PROVIDED RECORDS section start

use thiserror::Error;

use crate::types::{CellCount, Coord};

#[derive(Error, Debug, Clone, PartialEq, Eq)]
pub enum GameError {
    #[error("Cell ({0}, {1}) is outside the board")]
    InvalidCell(Coord, Coord),
    #[error("Mine count {0} is not accepted for this board")]
    InvalidMineCount(CellCount),
    #[error("Game already started, mine count is frozen")]
    AlreadyStarted,
    #[error("Unknown level `{0}`")]
    UnknownLevel(String),
    #[error("Too many mines, no safe cell would remain")]
    TooManyMines,
}

pub type Result<T> = std::result::Result<T, GameError>;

PROVIDED RECORDS section end

● **YOUR GOAL**:
Transcribe each record shown above, exactly.

● **ANSWER FOR THIS EXERCISE**:
use thiserror::Error;

use crate::types::{CellCount, Coord};

#[derive(Error, Debug, Clone, PartialEq, Eq)]
pub enum GameError {
    #[error("Cell ({0}, {1}) is outside the board")]
    InvalidCell(Coord, Coord),
    #[error("Mine count {0} is not accepted for this board")]
    InvalidMineCount(CellCount),
    #[error("Game already started, mine count is frozen")]
    AlreadyStarted,
    #[error("Unknown level `{0}`")]
    UnknownLevel(String),
    #[error("Too many mines, no safe cell would remain")]
    TooManyMines,
}

pub type Result<T> = std::result::Result<T, GameError>;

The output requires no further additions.